Ayurveda The Ancient Indian System of Medicine

Satish Jain, MD, DM

The chief source of ancient Indian Aryan culture and medicine is the four Vedas. The exact source and date of origin of the Vedas has always been a debatable issue, but according to Indian traditions, the Vedas were revealed to the sages by Brahma (the creator) approximately six thousand years before the Christian era. Most Western scholars believe that the oldest of the four Vedas was compiled during the second millennium b.c. The word Ayurveda (in Sanskrit Ayu means "life," and Veda, "to know") has traditionally been equated with the ancient Indian system of medicine. Although Ayurveda means the knowledge of life, by which the nature of life is understood and thus life is prolonged, this word does not appear in the Vedic texts. Most likely, traditional Vedic medicine flourished for several centuries before it was handed down orally from the master to the pupil. Much later, traditional Hindu medicine became synonymous with Ayurveda. Unfortunately, the text of Ayurveda is not available in its original form, but instead, most of its contents are revealed in the Samhitas, the encyclopedic works of Caraka and Susruta. These texts, originally written about 1000 b.c., are probably the most authentic and renowned representatives of the original Ayurveda (1).

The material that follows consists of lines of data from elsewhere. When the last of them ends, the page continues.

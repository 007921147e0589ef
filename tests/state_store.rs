//! Integration tests for the device-state store: validation classes,
//! persistence, the reset law and external-write visibility.

use std::fs;

use tempfile::TempDir;

use mb::error::MbError;
use mb::state::{DeviceState, StateKey, ValueClass, VALUE_MAX};

fn temp_store() -> (TempDir, DeviceState) {
    let dir = TempDir::new().unwrap();
    let path = dir.path().join("state.json");
    (dir, DeviceState::new(path.to_string_lossy().into_owned()))
}

/// Rewrite one field of the backing file, as an external harness would.
fn edit_backing_file(state: &DeviceState, key: &str, value: i64) {
    let path = state.state_file();
    let text = fs::read_to_string(&path).unwrap();
    let mut object: serde_json::Map<String, serde_json::Value> =
        serde_json::from_str(&text).unwrap();
    object.insert(key.to_string(), serde_json::Value::from(value));
    fs::write(&path, serde_json::to_string(&object).unwrap()).unwrap();
}

// ===== Validation Boundary Tests =====

#[test]
fn test_bounded_keys_accept_1023_reject_1024() {
    let (_dir, mut state) = temp_store();

    for key in StateKey::ALL {
        if key.class() != ValueClass::Bounded {
            continue;
        }
        let name = key.as_str();

        state.set(name, VALUE_MAX).unwrap();
        assert_eq!(state.get_int(name), 1023, "key {name}");

        assert!(
            matches!(
                state.set(name, VALUE_MAX + 1),
                Err(MbError::ValueOutOfRange { .. })
            ),
            "key {name} should reject 1024"
        );
        assert!(state.set(name, -1).is_err(), "key {name} should reject -1");
    }
}

#[test]
fn test_press_counters_unbounded_above_zero() {
    let (_dir, mut state) = temp_store();

    for name in ["button_a_presses", "button_b_presses"] {
        state.set(name, 0).unwrap();
        state.set(name, 1023).unwrap();
        state.set(name, 1024).unwrap();
        state.set(name, 10_240).unwrap();
        assert_eq!(state.get_int(name), 10_240);

        assert!(matches!(
            state.set(name, -1),
            Err(MbError::ValueOutOfRange { .. })
        ));
    }
}

#[test]
fn test_accelerometer_any_integer() {
    let (_dir, mut state) = temp_store();

    for name in ["accelerometer_x", "accelerometer_y", "accelerometer_z"] {
        for value in [-10_240_i64, -1024, -1, 0, 1023, 1024, 10_240] {
            state.set(name, value).unwrap();
            assert_eq!(state.get_int(name), value, "key {name} value {value}");
        }
    }
}

#[test]
fn test_state_file_takes_any_string() {
    let dir = TempDir::new().unwrap();
    let path = dir.path().join("state.json");
    let mut state = DeviceState::new(path.to_string_lossy().into_owned());

    let new_path = dir.path().join("elsewhere.json");
    state
        .set("state_file", new_path.to_string_lossy().into_owned())
        .unwrap();
    assert_eq!(state.state_file(), new_path);

    // Numeric keys refuse strings, state_file refuses integers
    assert!(matches!(
        state.set("pin0", "five"),
        Err(MbError::WrongValueType { .. })
    ));
    assert!(matches!(
        state.set("state_file", 5),
        Err(MbError::WrongValueType { .. })
    ));
}

// ===== Reset Law =====

#[test]
fn test_reset_law() {
    let (_dir, mut state) = temp_store();

    for key in StateKey::ALL {
        if key == StateKey::StateFile {
            continue;
        }
        state.set(key.as_str(), 1).unwrap();
    }
    let file_before = state.state_file();

    state.reset();

    for key in StateKey::ALL {
        match key {
            StateKey::StateFile => assert_eq!(state.state_file(), file_before),
            StateKey::Power => assert_eq!(state.get_int("power"), 1),
            _ => assert_eq!(state.get_int(key.as_str()), 0, "key {}", key.as_str()),
        }
    }
}

#[test]
fn test_reset_persists() {
    let (_dir, mut state) = temp_store();
    state.set("pin4", 44).unwrap();
    state.reset();

    let reloaded = DeviceState::new(state.state_file().to_string_lossy().into_owned());
    assert_eq!(reloaded.get_int("pin4"), 0);
    assert_eq!(reloaded.get_int("power"), 1);
}

// ===== External-Write Visibility =====

#[test]
fn test_external_write_visible_after_local_set() {
    let (_dir, mut state) = temp_store();
    state.dump();

    edit_backing_file(&state, "accelerometer_y", -512);

    // A local write to a different key adopts the external value first
    state.set("pin2", 7).unwrap();

    assert_eq!(state.get_int("accelerometer_y"), -512);
    assert_eq!(state.get_int("pin2"), 7);
}

#[test]
fn test_local_write_wins_for_its_own_key() {
    let (_dir, mut state) = temp_store();
    state.dump();

    edit_backing_file(&state, "pin2", 100);
    state.set("pin2", 7).unwrap();

    assert_eq!(state.get_int("pin2"), 7);

    // And the winning value was persisted
    let reloaded = DeviceState::new(state.state_file().to_string_lossy().into_owned());
    assert_eq!(reloaded.get_int("pin2"), 7);
}

#[test]
fn test_sleep_adopts_external_writes() {
    let (_dir, mut state) = temp_store();
    state.dump();

    edit_backing_file(&state, "button_b", 1);
    state.sleep(1);

    assert_eq!(state.get_int("button_b"), 1);
}

// ===== Persistence Resilience =====

#[test]
fn test_fresh_store_from_existing_file() {
    let (_dir, mut first) = temp_store();
    first.set("pin9", 900).unwrap();
    first.set("accelerometer_z", -42).unwrap();

    let second = DeviceState::new(first.state_file().to_string_lossy().into_owned());
    assert_eq!(second.get_int("pin9"), 900);
    assert_eq!(second.get_int("accelerometer_z"), -42);
}

#[test]
fn test_missing_file_uses_defaults() {
    let dir = TempDir::new().unwrap();
    let path = dir.path().join("never_created.json");
    let state = DeviceState::new(path.to_string_lossy().into_owned());

    assert_eq!(state.get_int("power"), 1);
    assert_eq!(state.get_int("pin0"), 0);
    assert!(!path.exists());
}

#[test]
fn test_empty_and_malformed_files_use_defaults() {
    for contents in ["", "not json at all", "[1,2,3]", "42"] {
        let dir = TempDir::new().unwrap();
        let path = dir.path().join("state.json");
        fs::write(&path, contents).unwrap();

        let state = DeviceState::new(path.to_string_lossy().into_owned());
        assert_eq!(state.get_int("power"), 1, "contents {contents:?}");
        assert_eq!(state.get_int("pin0"), 0);
    }
}

#[test]
fn test_keys_absent_from_file_read_zero() {
    let dir = TempDir::new().unwrap();
    let path = dir.path().join("state.json");
    fs::write(&path, r#"{"pin0": 5}"#).unwrap();

    let state = DeviceState::new(path.to_string_lossy().into_owned());
    assert_eq!(state.get_int("pin0"), 5);
    // Wholesale load: power was not in the file, so it reads 0
    assert_eq!(state.get_int("power"), 0);
    assert!(!state.is_on());
}

#[test]
fn test_dump_writes_sorted_pretty_json() {
    let (_dir, state) = temp_store();
    state.dump();

    let text = fs::read_to_string(state.state_file()).unwrap();
    let object: serde_json::Map<String, serde_json::Value> =
        serde_json::from_str(&text).unwrap();

    assert_eq!(object.len(), StateKey::ALL.len());
    let names: Vec<&String> = object.keys().collect();
    let mut sorted = names.clone();
    sorted.sort();
    assert_eq!(names, sorted);
}

// ===== Press Semantics =====

#[test]
fn test_press_sets_and_counts() {
    let (_dir, mut state) = temp_store();

    state.press("button_a").unwrap();
    state.press("button_a").unwrap();
    state.press("button_b").unwrap();

    assert_eq!(state.get_int("button_a"), 1);
    assert_eq!(state.get_int("button_a_presses"), 2);
    assert_eq!(state.get_int("button_b_presses"), 1);
}

#[test]
fn test_press_and_release_round_trip() {
    let (_dir, mut state) = temp_store();

    state.press_and_release("button_a", 1).unwrap();
    assert_eq!(state.get_int("button_a"), 0);
    assert_eq!(state.get_int("button_a_presses"), 1);
}

#[test]
fn test_press_unknown_input_is_noop() {
    let (_dir, mut state) = temp_store();
    state.press("button_c").unwrap();
    assert_eq!(state.get_int("button_c"), 0);
    assert_eq!(state.get_int("button_c_presses"), 0);
}

// ===== Case Insensitivity =====

#[test]
fn test_keys_case_insensitive() {
    let (_dir, mut state) = temp_store();

    state.set("ACCELEROMETER_X", 300).unwrap();
    assert_eq!(state.get_int("accelerometer_x"), 300);
    assert_eq!(state.get_int("Accelerometer_X"), 300);

    state.press("BUTTON_A").unwrap();
    assert_eq!(state.get_int("button_a_presses"), 1);
}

In their writings, Caraka combined the role of a moralist, philosopher, and physician, and Sushruta created an atmosphere of independent thinking and investigation that later characterized Greek medicine. Caraka is credited as the oldest author in the Ayurvedic system of medicine. Caraka Samhita (written approximately 1000-800 b.c.) is a treatise on the ancient Indian system of medicine that was composed by Agnivesa, redacted by Caraka, and reconstructed by Drdhabla. Treatises written by later authorities borrowed heavily from this fundamental work (2-4). The Sushruta Samhita is acknowledged as one of the great works of its kind in Sanskrit literature, and it is especially important for its passages about surgery (1,5).

The Ayurvedic theory of tridosha or tridhatu is defined by the three elements (humors), namely vayu or vata (air), pitta (bile), and kapha (phlegm). This basis for physiology and pathology, as they were understood by the ancient Hindus, has been misunderstood by many scholars to mean literally the elements of air, bile, and phlegm. The ancients used these terms in a very broad sense, with variable meanings depending on the context in which they were used. The term vayu or vata, for example, incorporates all phenomena of motion involved in the function of life, including cell development and the functions of the central nervous system. Pitta does not refer to bile alone, but signifies the functions of metabolism and thermogenesis, including digestion and blood formation, and various secretions and excretions (mala), which are either the by-products or end products of tissue metabolism. The term kapha does not merely mean phlegm, but is used primarily to imply functions of cooling, preservation, and thermotaxis or heat regulation; and secondarily to denote protective fluid production of mucus, synovial fluid, and the like. The imbalance of these elements (dhatus) beyond normal variations causes bodily dysfunction and disturbance.